Provided records Block Start
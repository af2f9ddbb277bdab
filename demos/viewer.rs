//! # Scene Viewer
//!
//! Demonstrates:
//! - A scene lifecycle that loads meshes, textures and materials by name
//! - Parent/child transforms (moons orbiting a spinning planet)
//! - An orbit camera driven by mouse input
//! - Directional, point and spot lights
//!
//! Controls: drag with the left mouse button to orbit, scroll to zoom.

use clap::Parser;
use glam::Vec3;
use scene_engine::resources::{
    LoadContext, MaterialDesc, MaterialProperties, MeshSource, TextureSlot, TextureSource,
};
use scene_engine::scene::{
    Camera, CameraRig, Component, LightType, MeshRenderer, OrbitController, Scene, SceneLifecycle,
    UpdateContext,
};
use scene_engine::{EngineConfig, EngineResult, RenderSettings};

#[derive(Parser, Debug)]
#[command(name = "viewer", about = "Scene engine viewer")]
struct Args {
    /// Window width in pixels
    #[arg(long, default_value = "1280")]
    width: u32,

    /// Window height in pixels
    #[arg(long, default_value = "720")]
    height: u32,

    /// Present without waiting for vertical blank
    #[arg(long)]
    no_vsync: bool,

    /// MSAA sample count (1 disables)
    #[arg(long, default_value = "4")]
    msaa: u32,

    /// Rasterize as wireframe
    #[arg(long)]
    wireframe: bool,
}

/// Rotates its entity around the Y axis
struct Spinner {
    speed: f32,
}

impl Component for Spinner {
    fn update(&mut self, ctx: &mut UpdateContext<'_>) {
        let delta = Vec3::Y * self.speed * ctx.dt;
        if let Err(err) = ctx.scene.rotate(ctx.entity, delta) {
            log::warn!("Spinner lost its entity: {}", err);
        }
    }
}

struct SolarScene;

impl SceneLifecycle for SolarScene {
    fn on_load(&mut self, scene: &mut Scene, ctx: &mut LoadContext<'_>) -> EngineResult<()> {
        let shader = ctx.default_shader()?;

        let sphere = ctx.load_mesh("sphere", MeshSource::Sphere { segments: 32 })?;
        let cube = ctx.load_mesh("cube", MeshSource::Cube)?;
        let cylinder = ctx.load_mesh("cylinder", MeshSource::Cylinder { segments: 24 })?;
        let ground = ctx.load_mesh(
            "ground",
            MeshSource::Plane {
                width: 20.0,
                depth: 20.0,
                divisions: 10,
            },
        )?;

        let checker = ctx.load_texture(
            "checker",
            TextureSource::Checkerboard {
                size: 256,
                color1: [200, 200, 200, 255],
                color2: [90, 90, 90, 255],
            },
        )?;

        let floor = ctx.load_material(
            "floor",
            MaterialDesc::new(shader.clone())
                .with_properties(MaterialProperties::rubber(Vec3::ONE))
                .with_texture(TextureSlot::Albedo, checker),
        )?;
        let gold = ctx.load_material(
            "gold",
            MaterialDesc::new(shader.clone()).with_properties(MaterialProperties::gold()),
        )?;
        let copper = ctx.load_material(
            "copper",
            MaterialDesc::new(shader.clone()).with_properties(MaterialProperties::copper()),
        )?;
        let plastic = ctx.load_material(
            "blue plastic",
            MaterialDesc::new(shader.clone())
                .with_properties(MaterialProperties::plastic(Vec3::new(0.2, 0.4, 0.9))),
        )?;
        let glow = ctx.load_material(
            "glow",
            MaterialDesc::new(shader)
                .with_properties(MaterialProperties::emissive(Vec3::new(1.0, 0.8, 0.4), 1.0)),
        )?;

        let floor_entity = scene.create_entity("floor");
        scene.set_position(floor_entity, Vec3::new(0.0, -1.0, 0.0))?;
        scene.add_component(floor_entity, MeshRenderer::new(ground, floor))?;

        let planet = scene.create_entity("planet");
        scene.set_scale(planet, Vec3::splat(1.5))?;
        scene.add_component(planet, MeshRenderer::new(sphere.clone(), gold))?;
        scene.add_component(planet, Spinner { speed: 0.5 })?;

        for (i, material) in [copper, plastic].into_iter().enumerate() {
            let moon = scene.create_entity(format!("moon {i}"));
            scene.set_parent(moon, Some(planet))?;
            let side = if i == 0 { 1.0 } else { -1.0 };
            scene.set_position(moon, Vec3::new(1.5 * side, 0.3, 0.0))?;
            scene.set_scale(moon, Vec3::splat(0.3))?;
            let mesh = if i == 0 { cube.clone() } else { cylinder.clone() };
            scene.add_component(moon, MeshRenderer::new(mesh, material))?;
            scene.add_component(moon, Spinner { speed: -2.0 })?;
        }

        let lamp = scene.create_entity("lamp");
        scene.set_position(lamp, Vec3::new(3.0, 2.0, -2.0))?;
        scene.set_scale(lamp, Vec3::splat(0.2))?;
        scene.add_component(lamp, MeshRenderer::new(sphere, glow))?;

        let mut camera = Camera::new();
        camera.look_at_from(Vec3::new(0.0, 3.0, -8.0), Vec3::ZERO);
        let mut orbit = OrbitController::new(Vec3::ZERO, 8.0).with_angles(0.0, 20.0);
        orbit.sync_with_camera(&camera);
        scene.add_camera(camera);

        let rig = scene.create_entity("camera rig");
        scene.add_component(rig, CameraRig::new(orbit))?;

        let lights = &mut ctx.context.lights;
        let sun = lights.create_light(LightType::Directional);
        if let Some(sun) = lights.get_mut(sun) {
            sun.intensity = 0.8;
        }
        let point = lights.create_light(LightType::Point);
        if let Some(point) = lights.get_mut(point) {
            point.transform.set_position(Vec3::new(3.0, 2.0, -2.0));
            point.color = Vec3::new(1.0, 0.8, 0.4);
            point.range = 12.0;
        }
        let spot = lights.create_light(LightType::Spot);
        if let Some(spot) = lights.get_mut(spot) {
            spot.transform.set_position(Vec3::new(0.0, 6.0, 0.0));
            spot.transform.set_rotation(Vec3::new(std::f32::consts::FRAC_PI_2, 0.0, 0.0));
            spot.intensity = 2.0;
        }

        Ok(())
    }
}

fn main() {
    env_logger::Builder::from_env(env_logger::Env::default().default_filter_or("info")).init();
    let args = Args::parse();

    let render = RenderSettings::default()
        .with_vsync(!args.no_vsync)
        .with_msaa(args.msaa)
        .with_wireframe(args.wireframe);
    let config = EngineConfig::default()
        .with_title("Scene Viewer")
        .with_size(args.width, args.height)
        .with_render(render);

    let scene = Scene::new("solar").with_lifecycle(SolarScene);
    if let Err(err) = scene_engine::window::run(config, scene) {
        log::error!("Viewer failed: {}", err);
        std::process::exit(1);
    }
}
Provided records Block End
• _Description of the task_: Take each line of the material above that holds the string "LightType" and copy it.

• _Answer for the task_:
    Camera, CameraRig, Component, LightType, MeshRenderer, OrbitController, Scene, SceneLifecycle,
        let sun = lights.create_light(LightType::Directional);
        let point = lights.create_light(LightType::Point);
        let spot = lights.create_light(LightType::Spot);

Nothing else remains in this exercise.